TASK GOAL: Starting at the first line of the data below, repeat each line word for word up to and including the line with "pub fn validate(&self)".
[[ MATERIAL PROVIDED, beginning ]]
use crate::{
    ConfigError, ConfigErrorResult, DEFAULT_COOKIE_NAME, DEFAULT_HANDOFF_SECRET,
    DEFAULT_JWT_SECRET, MIN_SECRET_LENGTH,
};

use std::time::Duration;

use serde::Deserialize;

pub const MIN_ACCESS_TTL_SECS: u64 = 1;
pub const MAX_ACCESS_TTL_SECS: u64 = 24 * 60 * 60;
pub const DEFAULT_ACCESS_TTL_SECS: u64 = 15 * 60;

pub const MAX_REFRESH_TTL_SECS: u64 = 365 * 24 * 60 * 60;
pub const DEFAULT_REFRESH_TTL_SECS: u64 = 7 * 24 * 60 * 60;

pub const MAX_LEEWAY_SECS: u64 = 300;
pub const DEFAULT_LEEWAY_SECS: u64 = 0;

/// Credential issuance settings.
#[derive(Debug, Clone, Deserialize)]
#[serde(default)]
pub struct AuthConfig {
    /// HS256 signing secret for access tokens
    pub jwt_secret: String,
    /// Shared with the identity provider for the session hand-off
    pub handoff_secret: String,
    pub access_ttl_secs: u64,
    pub refresh_ttl_secs: u64,
    /// Clock-skew tolerance on access-token expiry
    pub leeway_secs: u64,
    /// Name of the HTTP-only cookie carrying the access token
    pub cookie_name: String,
}

impl Default for AuthConfig {
    fn default() -> Self {
        Self {
            jwt_secret: String::from(DEFAULT_JWT_SECRET),
            handoff_secret: String::from(DEFAULT_HANDOFF_SECRET),
            access_ttl_secs: DEFAULT_ACCESS_TTL_SECS,
            refresh_ttl_secs: DEFAULT_REFRESH_TTL_SECS,
            leeway_secs: DEFAULT_LEEWAY_SECS,
            cookie_name: String::from(DEFAULT_COOKIE_NAME),
        }
    }
}

impl AuthConfig {
    pub fn validate(&self) -> ConfigErrorResult<()> {
        Self::validate_secret("auth.jwt_secret", &self.jwt_secret)?;
        Self::validate_secret("auth.handoff_secret", &self.handoff_secret)?;

        if self.jwt_secret == self.handoff_secret {
            return Err(ConfigError::auth(
                "auth.jwt_secret and auth.handoff_secret must differ",
            ));
        }

        if self.access_ttl_secs < MIN_ACCESS_TTL_SECS || self.access_ttl_secs > MAX_ACCESS_TTL_SECS
        {
            return Err(ConfigError::auth(format!(
                "auth.access_ttl_secs must be {}-{}, got {}",
                MIN_ACCESS_TTL_SECS, MAX_ACCESS_TTL_SECS, self.access_ttl_secs
            )));
        }

        if self.refresh_ttl_secs <= self.access_ttl_secs
            || self.refresh_ttl_secs > MAX_REFRESH_TTL_SECS
        {
            return Err(ConfigError::auth(format!(
                "auth.refresh_ttl_secs must be greater than access_ttl_secs ({}) and at most {}, got {}",
                self.access_ttl_secs, MAX_REFRESH_TTL_SECS, self.refresh_ttl_secs
            )));
        }

        if self.leeway_secs > MAX_LEEWAY_SECS {
            return Err(ConfigError::auth(format!(
                "auth.leeway_secs must be at most {}, got {}",
                MAX_LEEWAY_SECS, self.leeway_secs
            )));
        }

        if self.cookie_name.is_empty()
            || !self
                .cookie_name
                .bytes()
                .all(|b| b.is_ascii_alphanumeric() || b == b'_' || b == b'-')
        {
            return Err(ConfigError::auth(format!(
                "auth.cookie_name must be non-empty and contain only [A-Za-z0-9_-], got '{}'",
                self.cookie_name
            )));
        }

        Ok(())
    }

    fn validate_secret(name: &str, secret: &str) -> ConfigErrorResult<()> {
        if secret.trim().is_empty() {
            return Err(ConfigError::auth(format!("{name} cannot be empty")));
        }

        if secret.len() < MIN_SECRET_LENGTH {
            return Err(ConfigError::auth(format!(
                "{name} must be at least {MIN_SECRET_LENGTH} characters"
            )));
        }

        Ok(())
    }

    pub fn uses_default_jwt_secret(&self) -> bool {
        self.jwt_secret == DEFAULT_JWT_SECRET
    }

    pub fn uses_default_handoff_secret(&self) -> bool {
        self.handoff_secret == DEFAULT_HANDOFF_SECRET
    }

    pub fn access_ttl(&self) -> Duration {
        Duration::from_secs(self.access_ttl_secs)
    }

    pub fn refresh_ttl(&self) -> Duration {
        Duration::from_secs(self.refresh_ttl_secs)
    }
}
[[ MATERIAL PROVIDED, end ]]
REPLY:
use crate::{
    ConfigError, ConfigErrorResult, DEFAULT_COOKIE_NAME, DEFAULT_HANDOFF_SECRET,
    DEFAULT_JWT_SECRET, MIN_SECRET_LENGTH,
};

use std::time::Duration;

use serde::Deserialize;

pub const MIN_ACCESS_TTL_SECS: u64 = 1;
pub const MAX_ACCESS_TTL_SECS: u64 = 24 * 60 * 60;
pub const DEFAULT_ACCESS_TTL_SECS: u64 = 15 * 60;

pub const MAX_REFRESH_TTL_SECS: u64 = 365 * 24 * 60 * 60;
pub const DEFAULT_REFRESH_TTL_SECS: u64 = 7 * 24 * 60 * 60;

pub const MAX_LEEWAY_SECS: u64 = 300;
pub const DEFAULT_LEEWAY_SECS: u64 = 0;

/// Credential issuance settings.
#[derive(Debug, Clone, Deserialize)]
#[serde(default)]
pub struct AuthConfig {
    /// HS256 signing secret for access tokens
    pub jwt_secret: String,
    /// Shared with the identity provider for the session hand-off
    pub handoff_secret: String,
    pub access_ttl_secs: u64,
    pub refresh_ttl_secs: u64,
    /// Clock-skew tolerance on access-token expiry
    pub leeway_secs: u64,
    /// Name of the HTTP-only cookie carrying the access token
    pub cookie_name: String,
}

impl Default for AuthConfig {
    fn default() -> Self {
        Self {
            jwt_secret: String::from(DEFAULT_JWT_SECRET),
            handoff_secret: String::from(DEFAULT_HANDOFF_SECRET),
            access_ttl_secs: DEFAULT_ACCESS_TTL_SECS,
            refresh_ttl_secs: DEFAULT_REFRESH_TTL_SECS,
            leeway_secs: DEFAULT_LEEWAY_SECS,
            cookie_name: String::from(DEFAULT_COOKIE_NAME),
        }
    }
}

impl AuthConfig {
    pub fn validate(&self) -> ConfigErrorResult<()> {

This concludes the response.